Granville Gallery - 6-28 juin 2009


Lost in translation.

Titre évocateur dans l'esprit du cinéphile. Traduction, interprétation, transmission, quiproquo ! Moteur du processus Hulaut, le déplacement, l'écart, pénètrent tant les mots, les sens que les situations que l'artiste produit lors d'expositions. Il paraissait dès lors inévitable au Paris-Granville d'y participer en prenant le pretexte d'un voyage "réel" Caen-paris-Philadelphie-New York-Philadelphie-Paris-Caen.
Ce fut l'histoire d'un entretien qui prit donc comme point de départ l'aéroport de Roissy Charles-De-Gaulle. Tentative vaine car au delà de ce déplacement physique, le Paris-Granville était monté à bord d'une navette périlleuse, la pensée en mouvement d'un artiste. L'entretien relate une histoire d'expositions en gestation, où les idées se chevauchent, se superposent, l'une entrainant l'autre. Anabelle Hulaut se déplace mentalement comme un joueur d'échec, toujours anticiper, visualiser le coup avenir tout en demeurant dans l'inconnu du coup adversaire, le hasard.

La conception de l'exposition à la Granville Gallery naît lors d'un voyage à Hong Kong, suit à la trace le personnage Hulaut avec son motif du damier noir et blanc de Cholet à la Galerie du Dourven ; interfère avec le projet en cours Rideaux sur Loire, prend des allures gustatives avec le prototype d'un jeu d'échecs en chocolat, fruit de sa résidence à Saint Gilles Croix de Vie.

Brouillage dans l'entretien avec le Paris-Granville, circulation alternée, retard, incompréhension.
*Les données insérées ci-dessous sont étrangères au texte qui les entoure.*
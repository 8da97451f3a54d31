//! Shared key directory and seeded identities.

use std::{
    collections::HashMap,
    sync::{Arc, Mutex, PoisonError},
};

use async_trait::async_trait;
use bulwark_core::{DirectoryError, DirectoryRecord, Identity, KeyDirectory};
use bulwark_proto::NodeId;
use rand::{RngCore, SeedableRng};
use rand_chacha::ChaCha8Rng;

/// Directory every simulated node shares.
///
/// Hosts register themselves when they boot, since their simulated address
/// is only known once the host is running.
#[derive(Debug, Clone, Default)]
pub struct SimDirectory {
    records: Arc<Mutex<HashMap<NodeId, DirectoryRecord>>>,
}

impl SimDirectory {
    /// Empty directory
    pub fn new() -> Self {
        Self::default()
    }

    /// Publish `record` under `node_id`.
    pub fn register(&self, node_id: impl Into<NodeId>, record: DirectoryRecord) {
        self.records.lock().unwrap_or_else(PoisonError::into_inner).insert(node_id.into(), record);
    }
}

#[async_trait]
impl KeyDirectory for SimDirectory {
    async fn lookup(&self, node_id: &str) -> Result<Option<DirectoryRecord>, DirectoryError> {
        Ok(self.records.lock().unwrap_or_else(PoisonError::into_inner).get(node_id).cloned())
    }
}

/// Deterministic identity for `node_id` derived from `seed`.
pub fn seeded_identity(node_id: impl Into<NodeId>, seed: u64) -> Identity {
    let mut rng = ChaCha8Rng::seed_from_u64(seed);
    let mut secret = [0u8; 32];
    rng.fill_bytes(&mut secret);
    Identity::from_secret(node_id, &secret)
}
Histoires de damier franc ou troublant, d'une salle d'attente, transit via Honk Kong, arrivée par Granville Road à la Granville Gallery. Jeux de mots, de sens, d'échelle. Granville Road en cantonais, "Big city" ou "grande ville route", l'infiniment grand investit l'infiniment petit de la Galerie. Cette dernière devient le lieu intermédiaire à tout déplacement, celui de l'attente, debout devant le quai ou bien assis sur un banc, contemplation ? Autant de points de vue et de seuils ouverts sur l'imaginaire dans la vacuité de l'espace-temps de l'exposition.


nn Crtl, juin 2009
pour le Paris-Granville



Anne CARTEL -nncrtl@gmail.com- 7 mai 2009 11:39
À: Anabelle Hulaut -mellehulaut@gmail.com-

je fais vite, je suis sur une borne en langue espagnole: l aeroport est effectivement un lieu etrange ou l identite se perd.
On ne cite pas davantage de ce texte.